Sorry if it sounds basic question. I am trying to delete all folders except a particular and I have written the following. But its not deleting the folder.
Could you tell me whats wrong?

folders are:
Code:
1 2 3 4 5 6

Code:
ls -l | awk '{ if ($9 != 4) {system(/bin/rmdir $9);print "deleted",$9;}}'

Thanks

Amit

Moderator's Comments:
Mod Comment Use code tags please, ty.
Last edited by zaxxon; 06-15-2010 at 02:02 AM.. Reason: code tags
# 2  
Old 06-15-2010
/bin/rmdir needs to be enclosed by double quotes and leave a blank between the closing double quote and the command itself like:
Code:
ls -l | awk '{ if ($9 != 4) {system("/bin/rmdir " $9);print "deleted",$9;}}'
                                    ^          ^^

You are not omitting the line with "total" so you will get ugly output.
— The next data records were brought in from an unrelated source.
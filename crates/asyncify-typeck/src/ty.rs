//! Shell API type model.
//!
//! Types are immutable once built and shared through `Arc`, so one catalog
//! can back many symbol tables (one per REPL session or thread).

use std::fmt;
use std::sync::Arc;

use rustc_hash::FxHashMap;

/// Nominal type of the database handle. Unknown static members of a
/// `Database` resolve to [`COLLECTION_TYPE`].
pub const DATABASE_TYPE: &str = "Database";
/// Registry name of the generic collection type.
pub const COLLECTION_TYPE: &str = "Collection";
/// Registry name of the unknown type.
pub const UNKNOWN_TYPE: &str = "unknown";

/// An inferred shell API type.
#[derive(Clone, Debug, PartialEq)]
pub enum Ty {
    Function(Arc<FunctionTy>),
    Object(Arc<ObjectTy>),
    /// The default type: no attributes, never async.
    Unknown,
}

/// A callable. The return type may be a registry name resolved on use.
#[derive(Clone, Debug, PartialEq)]
pub struct FunctionTy {
    pub return_type: TyRef,
    pub returns_promise: bool,
}

/// A nominal object type.
#[derive(Clone, Debug, PartialEq)]
pub struct ObjectTy {
    pub name: String,
    /// `None` means the attribute set is unknown; every member is `Unknown`.
    pub attributes: Option<FxHashMap<String, Ty>>,
    /// Some member may suspend, so computed access cannot be analyzed.
    pub has_async_child: bool,
}

/// A type, or the name of a type in the registry.
#[derive(Clone, Debug, PartialEq)]
pub enum TyRef {
    Name(String),
    Type(Ty),
}

impl From<Ty> for TyRef {
    fn from(ty: Ty) -> Self {
        TyRef::Type(ty)
    }
}

impl From<&str> for TyRef {
    fn from(name: &str) -> Self {
        TyRef::Name(name.to_string())
    }
}

impl Ty {
    pub fn function(return_type: impl Into<TyRef>, returns_promise: bool) -> Ty {
        Ty::Function(Arc::new(FunctionTy {
            return_type: return_type.into(),
            returns_promise,
        }))
    }

    pub fn object(
        name: impl Into<String>,
        attributes: Option<FxHashMap<String, Ty>>,
        has_async_child: bool,
    ) -> Ty {
        Ty::Object(Arc::new(ObjectTy {
            name: name.into(),
            attributes,
            has_async_child,
        }))
    }

    pub fn unknown() -> Ty {
        Ty::Unknown
    }

    pub fn is_unknown(&self) -> bool {
        matches!(self, Ty::Unknown)
    }

    pub fn is_function(&self) -> bool {
        matches!(self, Ty::Function(_))
    }

    pub fn has_async_child(&self) -> bool {
        match self {
            Ty::Object(obj) => obj.has_async_child,
            _ => false,
        }
    }

    pub fn returns_promise(&self) -> bool {
        match self {
            Ty::Function(f) => f.returns_promise,
            _ => false,
        }
    }

    pub fn as_function(&self) -> Option<&FunctionTy> {
        match self {
            Ty::Function(f) => Some(f),
            _ => None,
        }
    }

    /// The type tag: the object's nominal name, `function` or `unknown`.
    pub fn name(&self) -> &str {
        match self {
            Ty::Function(_) => "function",
            Ty::Object(obj) => &obj.name,
            Ty::Unknown => UNKNOWN_TYPE,
        }
    }

    pub fn attributes(&self) -> Option<&FxHashMap<String, Ty>> {
        match self {
            Ty::Object(obj) => obj.attributes.as_ref(),
            _ => None,
        }
    }
}

impl fmt::Display for Ty {
    fn fmt(&self, f: &mut fmt::Formatter<'_>) -> fmt::Result {
        match self {
            Ty::Function(func) => {
                let ret = match &func.return_type {
                    TyRef::Name(name) => name.as_str(),
                    TyRef::Type(ty) => ty.name(),
                };
                if func.returns_promise {
                    write!(f, "function -> Promise<{ret}>")
                } else {
                    write!(f, "function -> {ret}")
                }
            }
            Ty::Object(obj) => write!(f, "{}", obj.name),
            Ty::Unknown => write!(f, "{UNKNOWN_TYPE}"),
        }
    }
}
This can be changed if you use
Code:
ls -1

instead of
Code:
ls -l

Also you can leave out the closing separator ";" after the last print since there is nothing more to delimit. Also if() is not needed since awk has testing built in like
Code:
ls -1| awk '$0 != "4" {system("/bin/rmdir " $0);print "deleted",$0}'

Last edited by zaxxon; 06-15-2010 at 02:21 AM.. Reason: added comments
# 3  
Old 06-15-2010
Hi,
Try This...

Code:
#!/bin/sh

ls -l | while read line
do
filename=`echo $line | awk '{print $9}'`
if [ "$filename" != "4" ]; then
   rmdir $filename
   if [ $? == 0 ]; then
   echo "$filename deleted"
   fi
fi
done

# 4  
Old 06-15-2010
If you want to do it by shell only, here is a compact way without expecting filenames/dirnames including a blank:
Code:
for a in *; do [ $a != "4" ] && (rmdir $a; echo "$a deleted"); done

# 5  
Old 06-15-2010
Thanks All for the help
# 6  
Old 06-15-2010
ls | grep -v 4 | xargs rm -rf

-v is the invert match and it will ignore filename/foldername when we do grep.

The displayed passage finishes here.